I think that Mr. Harrison himself would acknowledge that English Liberalism, when most completely penetrated by Christian faith and

Christian passion has been most conspicuous for the blending of patience with enthusiasm, of reverence for law with a devotion to freedom. I may be pardoned, perhaps, for saying that, in my judgment, the reconciliation of "Progress" with "Order" in the political life of England during the last two hundred years has been largely owing to the great influence which religious faith has exerted on those who were the strength of the Whigs in the last century and now constitute the strength of the Liberal party. With occasional aberrations, the Nonconformists have been the consistent supporters of a policy of political and social reform; but their religious instincts have prevented them from breaking violently with the traditions of the nation. M. Comte's aphorism might be taken as the political device-not merely of English Liberalism generally -but of that section of English Liberalism which is most intensely Christian.

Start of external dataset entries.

/// Terminal status code handed to the job orchestration framework.
#[derive(Debug, Clone, Copy, PartialEq, Eq, Serialize, Deserialize)]
#[serde(rename_all = "SCREAMING_SNAKE_CASE")]
pub enum CloseoutCode {
    Success,
    Failed,
    NoData,
    FileNotFound,
    ParamFileMissing,
}

impl CloseoutCode {
    pub fn as_str(&self) -> &'static str {
        match self {
            Self::Success => "SUCCESS",
            Self::Failed => "FAILED",
            Self::NoData => "NO_DATA",
            Self::FileNotFound => "FILE_NOT_FOUND",
            Self::ParamFileMissing => "PARAM_FILE_MISSING",
        }
    }

    /// Whether the code counts as a failure for archival and cleanup purposes.
    pub fn is_failure(&self) -> bool {
        !matches!(self, Self::Success | Self::NoData)
    }

    /// Terminal run state for this code.
    pub fn run_state(&self) -> RunState {
        match self {
            Self::Success => RunState::Succeeded,
            Self::NoData => RunState::NoData,
            Self::Failed | Self::FileNotFound | Self::ParamFileMissing => RunState::Failed,
        }
    }
}

/// Error taxonomy attached to a closeout.
#[derive(Debug, Clone, Copy, PartialEq, Eq, Default, Serialize, Deserialize)]
#[serde(rename_all = "snake_case")]
pub enum FailureCategory {
    #[default]
    None,
    /// Missing required input; fixed by the operator, never retried automatically.
    ValidationFailure,
    /// Executable missing or misconfigured.
    LaunchFailure,
    /// Tool crashed, timed out, was cancelled or printed fatal error text.
    RuntimeFailure,
    /// Tool finished but produced nothing scientifically usable.
    NoUsableOutput,
    /// Some units failed; the run still succeeded.
    PartialDataWarning,
}

impl FailureCategory {
    pub fn as_str(&self) -> &'static str {
        match self {
            Self::None => "none",
            Self::ValidationFailure => "validation_failure",
            Self::LaunchFailure => "launch_failure",
            Self::RuntimeFailure => "runtime_failure",
            Self::NoUsableOutput => "no_usable_output",
            Self::PartialDataWarning => "partial_data_warning",
        }
    }
}

/// Terminal classification of one run.
#[derive(Debug, Clone, PartialEq, Eq, Serialize, Deserialize)]
pub struct CloseoutResult {
    pub code: CloseoutCode,
    pub category: FailureCategory,
    pub message: String,
    /// Distinguishes "succeeded with caveats" from a clean success.
    pub evaluation_message: Option<String>,
}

Nor was there anything that necessarily identified M. Gambetta with the political ideas of Comtism in his endeavour to add strength to the central government of France. I happened to be in the Chamber on that damp and cold Saturday afternoon in the middle of January last year when he submitted his project for the revision of the Constitution; and the manner in which the proposal to adopt the scrutin de liste was received by the Deputies, the coldness of the great Minister's own supporters, and the demonstrative and insulting derision of his opponents, justified the profoundest anxiety for the future of the Republic. There was nothing in the scrutin de liste to create distrust in an English Liberal, or in any intelligent friend of Parliamentary Government. It had become clear that no Ministry could rely on a firm and steady support from a Chamber returned under the present electoral system. As long as that system lasts, the local and personal claims of candidates are almost certain to have undue weight with the electors. Local influence and local services which might constitute admirable reasons for making a man member of a municipality will continue to secure his election to the Chamber. If elections are to turn upon large political questions, and if the interests of the nation are to take precedence of the interests of the locality, it is necessary that the constituencies should be greatly enlarged. It was objected that had M. Gambetta's scheme been accepted, he would have secured the command of an enormous number of seats. No local organization for the selection of candidates existed, and the Republicans throughout France would have voted according to directions issued by a Central Committee in Paris, in which M. Gambetta's influence would have been supreme. With his genius for political strategy, and with his immense personal popularity in nearly every part of the country, he might have been able to return two-thirds of the Chamber, and would have held the fortunes of the French people in his hands. Perhaps so. But if he

was really the trusted chief of the nation,-if, as soon as the electors were liberated from local attachments and began to think of the interests of France, they thought only of him, the principles of representative government required that this immense and unique influence should be expressed and organized in the Representative Chamber. Parliamentary institutions are worthless if the statesman whom the nation desires as its ruler cannot command a parliamentary majority, and while this anomaly continues, no Government relying on parliamentary institutions can have any real authority and force. M. Comte was in the right when he recognized the exceptional importance of the personal influence of statesmen at times when national institutions have not lasted long enough to root themselves deeply in the affection and veneration of the people, and when the national life is not penetrated by common traditions and common principles. While he lived M. Gambetta held France together. For several years before his death he was the only statesman who kindled the imagination and commanded the confidence of the great majority of the French people, and parliamentary institutions in France would have been greatly strengthened if M. Gambetta had been supported in the Chamber of Deputies by a majority which fairly represented his power in the nation.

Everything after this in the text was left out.